** Exercise **
Your answer must be every line of the data below that holds the string "initial", copied exactly.

▬▬▬▬▬▬

/**
 * Collaborative Editing Handlers
 *
 * - `GET /collab/{document_id}` - Document session WebSocket
 * - `GET|POST /api/groups/{code}/documents` - Document registry
 *
 * # Session protocol
 *
 * The token comes from `Authorization: Bearer` or a `token` query
 * parameter and is checked before the upgrade; a bad token is a plain
 * `401`. After the upgrade the server attaches the connection and sends a
 * `snapshot` frame, then `update` frames for every merged change. Clients
 * send `edit`/`resync` text frames or binary diamond-types patches, one at
 * a time; each edit is acknowledged by the `update` it produces.
 *
 * A failed attach closes the socket with an application close code and the
 * error kind as the reason:
 *
 * | code | reason |
 * |------|--------|
 * | 4401 | `not_authorized` |
 * | 4404 | `not_found` |
 * | 4408 | `timeout` |
 * | 4500 | `storage_error` |
 * | 4000 | anything else |
 *
 * A live connection whose document is deleted is closed with 4404.
 */

use axum::{
    extract::{
        ws::{CloseFrame, Message, Utf8Bytes, WebSocket, WebSocketUpgrade},
        Path, Query, State,
    },
    http::{HeaderMap, StatusCode},
    response::{Json, Response},
};
use serde::{Deserialize, Serialize};
use std::sync::Arc;
use uuid::Uuid;

use crate::backend::auth::Identity;
use crate::backend::collab::bridge::{AttachmentEvent, DocumentSyncBridge, SessionAttachment};
use crate::backend::collab::documents::DocumentRegistry;
use crate::backend::error::BackendError;
use crate::backend::middleware::{bearer_token, ApiJson, AuthUser};
use crate::shared::{ClientMessage, DocumentState, DocumentSummary, EditOperation, ErrorKind, ServerMessage};

#[derive(Debug, Deserialize)]
pub struct SessionQuery {
    pub token: Option<String>,
}

#[derive(Debug, Deserialize, Serialize)]
pub struct CreateDocumentRequest {
    pub name: String,
}

pub fn close_code(kind: ErrorKind) -> u16 {
    match kind {
        ErrorKind::NotAuthorized => 4401,
        ErrorKind::NotFound => 4404,
        ErrorKind::Timeout => 4408,
        ErrorKind::StorageError => 4500,
        _ => 4000,
    }
}

pub async fn document_session(
    State(bridge): State<DocumentSyncBridge>,
    Path(raw_id): Path<String>,
    Query(query): Query<SessionQuery>,
    headers: HeaderMap,
    ws: WebSocketUpgrade,
) -> Result<Response, BackendError> {
    let token = bearer_token(&headers)
        .map(str::to_string)
        .or(query.token)
        .ok_or_else(|| BackendError::not_authorized("missing session token"))?;
    let identity = bridge.authenticate(&token)?;
    let document_id = Uuid::parse_str(&raw_id).ok();

    Ok(ws.on_upgrade(move |socket| run_connection(socket, bridge, document_id, identity)))
}

async fn run_connection(
    mut socket: WebSocket,
    bridge: DocumentSyncBridge,
    document_id: Option<Uuid>,
    identity: Identity,
) {
    let Some(document_id) = document_id else {
        close_with(&mut socket, &BackendError::not_found("Document not found")).await;
        return;
    };

    let mut attachment = match bridge.attach(document_id, &identity).await {
        Ok(attachment) => attachment,
        Err(e) => {
            tracing::info!(
                "[Collab] Rejected {} on document {}: {}",
                identity.user_id,
                document_id,
                e
            );
            close_with(&mut socket, &e).await;
            return;
        }
    };
    tracing::info!(
        "[Collab] User {} connected to document {} as client {}",
        identity.user_id,
        document_id,
        attachment.client_id()
    );

    let initial = snapshot_message(attachment.client_id(), attachment.initial_state().clone());
    if send(&mut socket, &initial).await.is_err() {
        return;
    }

    loop {
        tokio::select! {
            incoming = socket.recv() => {
                let reply = match incoming {
                    Some(Ok(Message::Text(text))) => match ClientMessage::parse(text.as_str()) {
                        Ok(message) => handle_message(&attachment, message).await,
                        Err(e) => Some(error_message(&BackendError::from(e))),
                    },
                    Some(Ok(Message::Binary(data))) => {
                        let message = ClientMessage::Edit {
                            operations: vec![EditOperation::Patch { data: data.to_vec() }],
                        };
                        handle_message(&attachment, message).await
                    }
                    Some(Ok(Message::Close(_))) | None => break,
                    Some(Ok(_)) => None,
                    Some(Err(e)) => {
                        tracing::debug!("[Collab] Socket error on client {}: {}", attachment.client_id(), e);
                        break;
                    }
                };
                if let Some(reply) = reply {
                    if send(&mut socket, &reply).await.is_err() {
                        break;
                    }
                }
            }
            event = attachment.next_event() => {
                let outgoing = match event {
                    Some(AttachmentEvent::Update(event)) => ServerMessage::Update {
                        author: event.author,
                        content: event.state.content,
                        version: event.state.version,
                    },
                    Some(AttachmentEvent::Lagged(_)) => match attachment.snapshot().await {
                        Ok(state) => snapshot_message(attachment.client_id(), state),
                        Err(e) => error_message(&e),
                    },
                    None => {
                        // Session ended under us; the document was removed
                        close_with(&mut socket, &BackendError::not_found("Document was deleted")).await;
                        break;
                    }
                };
                if send(&mut socket, &outgoing).await.is_err() {
                    break;
                }
            }
        }
    }

    tracing::info!(
        "[Collab] Client {} disconnected from document {}",
        attachment.client_id(),
        document_id
    );
}

/// Reply owed to the sender only; updates reach everyone through the event stream
async fn handle_message(attachment: &SessionAttachment, message: ClientMessage) -> Option<ServerMessage> {
    match message {
        ClientMessage::Edit { operations } => match attachment.edit(operations).await {
            Ok(_) => None,
            Err(e) => Some(error_message(&e)),
        },
        ClientMessage::Resync => Some(match attachment.snapshot().await {
            Ok(state) => snapshot_message(attachment.client_id(), state),
            Err(e) => error_message(&e),
        }),
    }
}

fn snapshot_message(client_id: u64, state: DocumentState) -> ServerMessage {
    ServerMessage::Snapshot {
        client_id,
        content: state.content,
        version: state.version,
    }
}

fn error_message(error: &BackendError) -> ServerMessage {
    ServerMessage::Error {
        kind: error.kind(),
        error: error.message(),
    }
}

async fn send(socket: &mut WebSocket, message: &ServerMessage) -> Result<(), axum::Error> {
    let text = serde_json::to_string(message).map_err(axum::Error::new)?;
    socket.send(Message::Text(text.into())).await
}

async fn close_with(socket: &mut WebSocket, error: &BackendError) {
    let kind = error.kind();
    let frame = CloseFrame {
        code: close_code(kind),
        reason: Utf8Bytes::from_static(kind.as_str()),
    };
    let _ = socket.send(Message::Close(Some(frame))).await;
}

pub async fn list_documents(
    State(registry): State<Arc<DocumentRegistry>>,
    AuthUser(identity): AuthUser,
    Path(code): Path<String>,
) -> Result<Json<Vec<DocumentSummary>>, BackendError> {
    Ok(Json(registry.list_documents(identity.user_id, &code).await?))
}

pub async fn create_document(
    State(registry): State<Arc<DocumentRegistry>>,
    AuthUser(identity): AuthUser,
    Path(code): Path<String>,
    ApiJson(request): ApiJson<CreateDocumentRequest>,
) -> Result<(StatusCode, Json<DocumentSummary>), BackendError> {
    let document = registry.create_document(identity.user_id, &code, &request.name).await?;
    Ok((StatusCode::CREATED, Json(document)))
}

#[cfg(test)]
mod tests {
    use super::*;

    #[test]
    fn test_close_codes() {
        assert_eq!(close_code(ErrorKind::NotAuthorized), 4401);
        assert_eq!(close_code(ErrorKind::NotFound), 4404);
        assert_eq!(close_code(ErrorKind::Timeout), 4408);
        assert_eq!(close_code(ErrorKind::StorageError), 4500);
        assert_eq!(close_code(ErrorKind::Validation), 4000);
        assert_eq!(close_code(ErrorKind::Internal), 4000);
    }
}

▬▬▬▬▬▬

** Answer to the exercise **
    let initial = snapshot_message(attachment.client_id(), attachment.initial_state().clone());
    if send(&mut socket, &initial).await.is_err() {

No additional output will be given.